George Siravo, a music arranger for such performers as Doris Day, Frank Sinatra and Tony Bennett, died Feb. 28 of natural causes at his home in Medford, Ore. He was 83.
An orchestra performer turned arranger, Siravo worked with many prominent singers, shaping such hits as “It’s Magic” for Day and “Who Can I Turn To” for Bennett. He also arranged many songs for Sinatra, including “The Hucklebuck.”
Siravo wrote for Bennett, Vic Damone, Buddy Clark, Diahann Carroll and Jimmy Roselli. He arranged extensively for “Youth Hit Parade,” a popular radio show of the 1940s and ’50s that tracked the top-selling hits. Sinatra was a vocalist on the show.

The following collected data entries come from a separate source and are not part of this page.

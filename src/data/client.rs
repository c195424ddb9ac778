//! Caching API client for the dashboard backend
//!
//! This module provides the `ApiClient` that fetches JSON payloads through
//! the endpoint resolver (over HTTP in live mode, from disk in static mode)
//! and memoizes successful responses in an in-memory TTL cache. Failures are
//! surfaced to the caller and never cached.

use std::path::{Path, PathBuf};
use std::time::Duration;

use reqwest::{Client, StatusCode};
use serde::Deserialize;
use serde_json::Value;
use thiserror::Error;

use crate::cache::ResponseCache;
use crate::data::{ChartKind, DashboardSummary, Health, HealthState};
use crate::endpoint::{DataMode, EndpointResolver, Resolved};

/// Default TTL for cached responses
const DEFAULT_TTL: Duration = Duration::from_secs(300);

/// Per-request timeout for live HTTP calls
const REQUEST_TIMEOUT: Duration = Duration::from_secs(10);

/// Errors that can occur when fetching dashboard data
#[derive(Debug, Error)]
pub enum ApiError {
    /// Transport-level failure (connect, TLS, timeout)
    #[error("HTTP request failed: {0}")]
    Request(#[from] reqwest::Error),

    /// The backend answered with a non-success status
    #[error("unexpected status {status} from {url}")]
    Status { status: StatusCode, url: String },

    /// The response body was not valid JSON, or did not decode to the
    /// expected shape
    #[error("failed to parse JSON response: {0}")]
    Parse(#[from] serde_json::Error),

    /// A static data file could not be read
    #[error("failed to read {}: {source}", path.display())]
    File {
        path: PathBuf,
        #[source]
        source: std::io::Error,
    },
}

impl ApiError {
    /// Whether the failure is transient
    ///
    /// Transient failures (transport errors, server-side 5xx) mean the
    /// backend is unreachable or unwell and the dashboard should degrade to
    /// last-known or fallback data. Non-transient failures (client errors,
    /// malformed payloads, missing files) indicate a configuration or data
    /// problem worth surfacing as such.
    pub fn is_transient(&self) -> bool {
        match self {
            ApiError::Request(_) => true,
            ApiError::Status { status, .. } => status.is_server_error(),
            ApiError::Parse(_) => false,
            ApiError::File { .. } => false,
        }
    }
}

/// Client for fetching dashboard data with response caching
///
/// The client is explicitly constructed with a data-source strategy and
/// owns its cache; there is no process-wide shared state. Within the TTL
/// window, repeated fetches of the same resource return the cached payload
/// without touching the network or the filesystem.
#[derive(Debug)]
pub struct ApiClient {
    /// HTTP client for live mode
    http: Client,
    /// Maps logical resource names to URLs or file paths
    resolver: EndpointResolver,
    /// Memoized responses
    cache: ResponseCache,
}

impl ApiClient {
    /// Creates a client with the given data-source strategy and default TTL
    pub fn new(mode: DataMode) -> Self {
        Self {
            http: Client::new(),
            resolver: EndpointResolver::new(mode),
            cache: ResponseCache::new(DEFAULT_TTL),
        }
    }

    /// Replaces the cache TTL; intended for use at construction time
    pub fn with_ttl(mut self, ttl: Duration) -> Self {
        self.cache = ResponseCache::new(ttl);
        self
    }

    /// Returns the endpoint resolver
    pub fn resolver(&self) -> &EndpointResolver {
        &self.resolver
    }

    /// Returns the number of live cache entries
    pub fn cache_len(&self) -> usize {
        self.cache.len()
    }

    /// Evicts all cached responses unconditionally
    pub fn clear_cache(&self) {
        self.cache.clear();
    }

    /// Derives the cache key for a resource and its query parameters
    fn cache_key(resource: &str, params: &[(&str, &str)]) -> String {
        if params.is_empty() {
            resource.to_string()
        } else {
            let query = params
                .iter()
                .map(|(key, value)| format!("{key}={value}"))
                .collect::<Vec<_>>()
                .join("&");
            format!("{resource}?{query}")
        }
    }

    /// Fetches a resource, returning the cached payload when fresh
    pub async fn fetch(&self, resource: &str) -> Result<Value, ApiError> {
        self.fetch_with_params(resource, &[]).await
    }

    /// Fetches a resource with query parameters
    ///
    /// The cache key covers both the resource name and the serialized
    /// parameters, so differently-parameterized requests are cached
    /// independently. On failure nothing is cached and the error propagates.
    pub async fn fetch_with_params(
        &self,
        resource: &str,
        params: &[(&str, &str)],
    ) -> Result<Value, ApiError> {
        let key = Self::cache_key(resource, params);
        if let Some(hit) = self.cache.get(&key) {
            return Ok(hit);
        }

        let payload = match self.resolver.resolve(resource) {
            Resolved::Url(url) => self.fetch_url(&url, params).await?,
            Resolved::File(path) => self.read_file(&path).await?,
        };

        self.cache.insert(&key, payload.clone());
        Ok(payload)
    }

    /// Fetches and decodes the dashboard summary
    pub async fn fetch_summary(&self) -> Result<DashboardSummary, ApiError> {
        let value = self.fetch("summary").await?;
        Ok(serde_json::from_value(value)?)
    }

    /// Fetches the raw payload for a chart
    ///
    /// Chart payload validation is the chart adapter's job; the client only
    /// guarantees well-formed JSON.
    pub async fn fetch_chart(&self, kind: ChartKind) -> Result<Value, ApiError> {
        self.fetch(kind.resource()).await
    }

    /// Fetches backend health and classifies the status string
    pub async fn fetch_health(&self) -> Result<Health, ApiError> {
        let value = self.fetch("health").await?;
        let raw: HealthResponse = serde_json::from_value(value)?;
        Ok(Health {
            state: HealthState::from_wire(&raw.status),
            version: raw.version,
            uptime_seconds: raw.uptime_seconds,
        })
    }

    /// Performs the HTTP GET for a live resource
    async fn fetch_url(&self, url: &str, params: &[(&str, &str)]) -> Result<Value, ApiError> {
        let mut request = self.http.get(url).timeout(REQUEST_TIMEOUT);
        if !params.is_empty() {
            request = request.query(params);
        }

        let response = request.send().await?;
        let status = response.status();
        if !status.is_success() {
            return Err(ApiError::Status {
                status,
                url: url.to_string(),
            });
        }

        let text = response.text().await?;
        Ok(serde_json::from_str(&text)?)
    }

    /// Reads a static JSON file
    async fn read_file(&self, path: &Path) -> Result<Value, ApiError> {
        let text = tokio::fs::read_to_string(path)
            .await
            .map_err(|source| ApiError::File {
                path: path.to_path_buf(),
                source,
            })?;
        Ok(serde_json::from_str(&text)?)
    }
}

/// Raw health endpoint payload
#[derive(Debug, Deserialize)]
struct HealthResponse {
    status: String,
    #[serde(default)]
    version: Option<String>,
    #[serde(default)]
    uptime_seconds: Option<u64>,
}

Early in his performing career, Siravo played saxophone, clarinet and flute. He later joined orchestras led by Gene Krupa, Glenn Miller, Charley Barnett and Jan Savitt. He released several instrumental albums, including “Seductive Strings” featuring trumpeter Doc Severinsen.
When he moved to “Your Hit Parade” in the 1940s, he put performing aside to concentrate on his budding career as an arranger. He later worked at Columbia Records as an arranger and conductor.
He is survived by a daughter, a son and three grandchildren.